5.1   String Sorts


This section under major construction.


LSD radix sort.

Program LSD.java implements LSD radix sort for fixed length strings. It includes a method for sorting 32-bit integers, treating each integer as a 4-byte string. When N is large, this algorithm is 2-3x faster than the system sort.

MSD radix sort.

Program MSD.java implements MSD radix sort.

3-way string quicksort.

Program Quick3string.java implements 3-way string quicksort.

Q+A

Exercises

  1. Frequency counts. Read in a list of strings and print out their frequency counts. Algorithm: read strings into an array, 3-way radix quicksort them, and compute their frequency counts. Bonus speedup: compute the counts during the 3-way partitioning. Disadvantage: uses space to store all the strings. Alternate: TST.
  2. Sorting uniformly distributed data. Given N random real numbers from [0, 1], consider the following algorithm for sorting them: Partition [0, 1] into N equally spaced sub-intervals. Rearrange (ala cumulative counts) the N elements so that each element is in its appropriate bucket. Insertion sort the elements in each bucket (or equivalently, just insertion sort the whole file). That is, MSD radix sort for one level, then cutoff to insertion sort. [Try to do in-place?] Solution: It will take O(N) time in total on average. Let n_i be the number of elements in bucket i. The expected time to insertion sort all of the buckets is O(n) since E[sum_i (n_i)^2] <= 2n.
  3. Given an array of N decimal integers of different lengths, describe how to sort them in O(N + K) time, where K is the total number of digits overall all the N integers.
  4. American flag sort. (in-place key-indexed counting) Given an array with N distinct values between 0 and R-1, rearrange them in ascending order in linear time and with O(R) extra space. Leads to an (essentially) in-place string sort.

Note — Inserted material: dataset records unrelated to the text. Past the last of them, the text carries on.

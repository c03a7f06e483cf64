//! Core game state and move engines.
//!
//! This module contains the `Game` struct and all rule enforcement:
//! ordinary placements, golden moves, and the golden move feasibility
//! oracle.

use crate::board::{Board, PlayerId};
use crate::player::Player;
use serde::Serialize;
use thiserror::Error;

/// Errors that can occur when creating a game
#[derive(Debug, Clone, Copy, PartialEq, Eq, Error)]
pub enum GameError {
    #[error("Board dimensions must be positive")]
    ZeroDimension,

    #[error("At least one player is required")]
    ZeroPlayers,

    #[error("Area limit must be positive")]
    ZeroAreaLimit,

    #[error("Board is too large")]
    TooLarge,

    #[error("Not enough memory for the game state")]
    Allocation,
}

/// Reasons a move is rejected. A rejected move never changes the game.
#[derive(Debug, Clone, Copy, PartialEq, Eq, Error)]
pub enum MoveError {
    #[error("No such player")]
    InvalidPlayer,

    #[error("Cell is outside the board")]
    OutOfBounds,

    #[error("Cell is already taken")]
    CellOccupied,

    #[error("Cell is empty")]
    CellEmpty,

    #[error("Cell already belongs to this player")]
    OwnCell,

    #[error("Golden move already used")]
    GoldenUsed,

    #[error("Move would exceed the area limit")]
    AreaLimit,
}

/// A committed golden move together with what it overwrote.
#[derive(Debug, Clone, Copy, PartialEq, Eq)]
pub struct GoldenMove {
    player: PlayerId,
    victim: PlayerId,
    index: usize,
    player_areas: u32,
    victim_areas: u32,
}

impl GoldenMove {
    /// The player that made the move
    pub fn player(&self) -> PlayerId {
        self.player
    }

    /// The player that lost the cell
    pub fn victim(&self) -> PlayerId {
        self.victim
    }
}

/// The complete game state
#[derive(Debug, Clone, PartialEq, Serialize)]
pub struct Game {
    /// The cell grid
    board: Board,
    /// All players, player `id` at index `id - 1`
    players: Vec<Player>,
    /// Maximum number of areas a player may hold
    max_areas: u32,
}

impl Game {
    /// Create a new game with an empty board.
    pub fn new(width: u32, height: u32, players: u32, max_areas: u32) -> Result<Self, GameError> {
        if players == 0 {
            return Err(GameError::ZeroPlayers);
        }
        if max_areas == 0 {
            return Err(GameError::ZeroAreaLimit);
        }

        let board = Board::new(width, height)?;

        let mut roster = Vec::new();
        roster
            .try_reserve_exact(players as usize)
            .map_err(|_| GameError::Allocation)?;
        roster.extend((1..=players).map(Player::new));

        Ok(Self {
            board,
            players: roster,
            max_areas,
        })
    }

    pub fn width(&self) -> u32 {
        self.board.width()
    }

    pub fn height(&self) -> u32 {
        self.board.height()
    }

    /// Get the number of players
    pub fn player_count(&self) -> u32 {
        self.players.len() as u32
    }

    pub fn max_areas(&self) -> u32 {
        self.max_areas
    }

    pub fn board(&self) -> &Board {
        &self.board
    }

    /// Owner of `(x, y)`, `None` for empty or off-board cells
    pub fn owner_at(&self, x: u32, y: u32) -> Option<PlayerId> {
        self.board.owner_at(x, y)
    }

    /// Get a player by ID
    pub fn player(&self, id: PlayerId) -> Option<&Player> {
        self.slot(id).ok().map(|slot| &self.players[slot])
    }

    /// All players in ID order
    pub fn players(&self) -> &[Player] {
        &self.players
    }

    /// Number of cells owned by `player`, 0 for an unknown player
    pub fn tiles_owned(&self, player: PlayerId) -> u64 {
        self.player(player).map_or(0, |p| p.tiles)
    }

    /// Whether `player` still holds the golden move
    pub fn golden_available(&self, player: PlayerId) -> bool {
        self.player(player).is_some_and(|p| p.golden_available)
    }

    /// Number of empty cells on the board
    pub fn empty_cells(&self) -> u64 {
        let taken: u64 = self.players.iter().map(|p| p.tiles).sum();
        self.board.len() as u64 - taken
    }

    fn slot(&self, player: PlayerId) -> Result<usize, MoveError> {
        if player == 0 || player > self.player_count() {
            return Err(MoveError::InvalidPlayer);
        }
        Ok(player as usize - 1)
    }

    // ==================== Ordinary Moves ====================

    /// Claim an empty cell. Returns whether the move was made.
    pub fn place(&mut self, player: PlayerId, x: u32, y: u32) -> bool {
        self.try_place(player, x, y).is_ok()
    }

    /// Claim an empty cell, reporting why a rejected move failed.
    ///
    /// A cell with no same-owner neighbor is assumed to open a new area.
    /// That estimate ignores merges, so it can only overcount; the board is
    /// rescanned only when the estimate crosses the limit.
    pub fn try_place(&mut self, player: PlayerId, x: u32, y: u32) -> Result<(), MoveError> {
        let slot = self.slot(player)?;
        let index = self.board.index(x, y).ok_or(MoveError::OutOfBounds)?;
        if self.board.owner(index).is_some() {
            return Err(MoveError::CellOccupied);
        }

        self.board.set_owner(index, Some(player));

        let opens_area = !self.board.touches(index, player);
        let mut areas = u64::from(self.players[slot].areas) + u64::from(opens_area);
        if areas > u64::from(self.max_areas) {
            let [exact] = self.board.count_areas([player]);
            areas = u64::from(exact);
        }

        if areas > u64::from(self.max_areas) {
            self.board.set_owner(index, None);
            return Err(MoveError::AreaLimit);
        }

        let state = &mut self.players[slot];
        state.areas = areas as u32;
        state.tiles += 1;
        Ok(())
    }

    // ==================== Golden Moves ====================

    /// Take one cell from another player. Returns whether the move was made.
    pub fn golden(&mut self, player: PlayerId, x: u32, y: u32) -> bool {
        self.try_golden(player, x, y).is_ok()
    }

    /// Take one cell from another player, reporting why a rejected move
    /// failed.
    ///
    /// Taking a cell can merge the mover's areas and split the victim's, so
    /// both players are always rescanned.
    pub fn try_golden(
        &mut self,
        player: PlayerId,
        x: u32,
        y: u32,
    ) -> Result<GoldenMove, MoveError> {
        let slot = self.slot(player)?;
        let index = self.board.index(x, y).ok_or(MoveError::OutOfBounds)?;
        let victim = self.board.owner(index).ok_or(MoveError::CellEmpty)?;
        if victim == player {
            return Err(MoveError::OwnCell);
        }
        if !self.players[slot].golden_available {
            return Err(MoveError::GoldenUsed);
        }
        let victim_slot = self.slot(victim)?;

        let record = GoldenMove {
            player,
            victim,
            index,
            player_areas: self.players[slot].areas,
            victim_areas: self.players[victim_slot].areas,
        };

        self.board.set_owner(index, Some(player));
        let [player_areas, victim_areas] = self.board.count_areas([player, victim]);

        if player_areas > self.max_areas || victim_areas > self.max_areas {
            self.board.set_owner(index, Some(victim));
            return Err(MoveError::AreaLimit);
        }

        let mover = &mut self.players[slot];
        mover.areas = player_areas;
        mover.tiles += 1;
        mover.golden_available = false;

        let loser = &mut self.players[victim_slot];
        loser.areas = victim_areas;
        loser.tiles -= 1;

        Ok(record)
    }

    /// Undo a golden move committed by `try_golden`, restoring the cell,
    /// both players' counters, and the mover's golden token.
    fn revert_golden(&mut self, record: GoldenMove) {
        self.board.set_owner(record.index, Some(record.victim));

        let mover = &mut self.players[record.player as usize - 1];
        mover.areas = record.player_areas;
        mover.tiles -= 1;
        mover.golden_available = true;

        let loser = &mut self.players[record.victim as usize - 1];
        loser.areas = record.victim_areas;
        loser.tiles += 1;
    }

    /// Cheap necessary condition for a golden move: the token is unused and
    /// some other player owns a cell.
    pub fn golden_weakly_possible(&self, player: PlayerId) -> bool {
        if !self.golden_available(player) {
            return false;
        }
        self.players
            .iter()
            .any(|p| p.id != player && p.tiles > 0)
    }

    /// Whether `player` has at least one legal golden move right now.
    ///
    /// Leaves the game exactly as it found it. Below the area limit an
    /// opponent cell can always be taken without breaking the limit, so
    /// only a player at the limit needs the exhaustive search, where each
    /// candidate is tried as a real golden move and undone.
    pub fn golden_possible(&mut self, player: PlayerId) -> bool {
        if !self.golden_weakly_possible(player) {
            return false;
        }

        let [areas] = self.board.count_areas([player]);
        if areas < self.max_areas {
            return true;
        }

        // At the limit, only cells next to an existing area can be taken.
        for index in 0..self.board.len() {
            let candidate = matches!(self.board.owner(index), Some(owner) if owner != player)
                && self.board.touches(index, player);
            if !candidate {
                continue;
            }
            let (x, y) = self.board.coords(index);
            if let Ok(record) = self.try_golden(player, x, y) {
                self.revert_golden(record);
                return true;
            }
        }
        false
    }

    // ==================== Queries ====================

    /// Number of cells `player` could claim with an ordinary move.
    ///
    /// Below the area limit that is every empty cell; at the limit only
    /// empty cells next to the player's areas qualify. An estimate sitting
    /// at the limit is refreshed with an exact count first.
    pub fn free_cells_reachable(&mut self, player: PlayerId) -> u64 {
        let Ok(slot) = self.slot(player) else {
            return 0;
        };

        if self.players[slot].areas == self.max_areas {
            let [exact] = self.board.count_areas([player]);
            self.players[slot].areas = exact;
        }

        if self.players[slot].areas < self.max_areas {
            self.empty_cells()
        } else {
            self.board.empty_cells_touching(player)
        }
    }
}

    Hint:: compute the count[] array, which tells you where the keys need to go. Scan over the input array. Take the first key, find the bin in which it belong, and swap it into place (updating the corresponding count[] entry). Repeat with the second key, but be careful to skip over keys already known to be where they belong.

Web Exercises

  1. 2-sum. Given an array a[] of N 64-bit integers and a target value T, determine whether there are two distinct integers i and j such that a[i] + a[j] equals T. Your algorithm should run in linear time in the worst case.

    Solution. Radix sort the array in linear time. Scan a pointer i from left to right and a pointer j from right to left: consider a[i] + a[j]. If it is bigger than T, advance the j pointer; if it is smaller than T, advance the i pointer; if it is equal to T, we have found the desired indices.

    Note that the array of integers can be radix sorted in linear time and constant extra space using the advanced radix sorting algorithm of Franceschini, Muthukrishnan, and Patrascu.

  2. Binary search in a sorted array of strings. Implement a version of binary search for sorted arrays of strings that keeps track of how many characters are known to be in common between the query string and the lo and hi endpoints. Use this information to avoid character compares during binary search. Compare the performance of this algorithm with a version that calls compareTo(). (The compareTo() approach has the advantage that it doesn't need to make calls to charAt() becasue it is implemented as an instance method of the String data type.)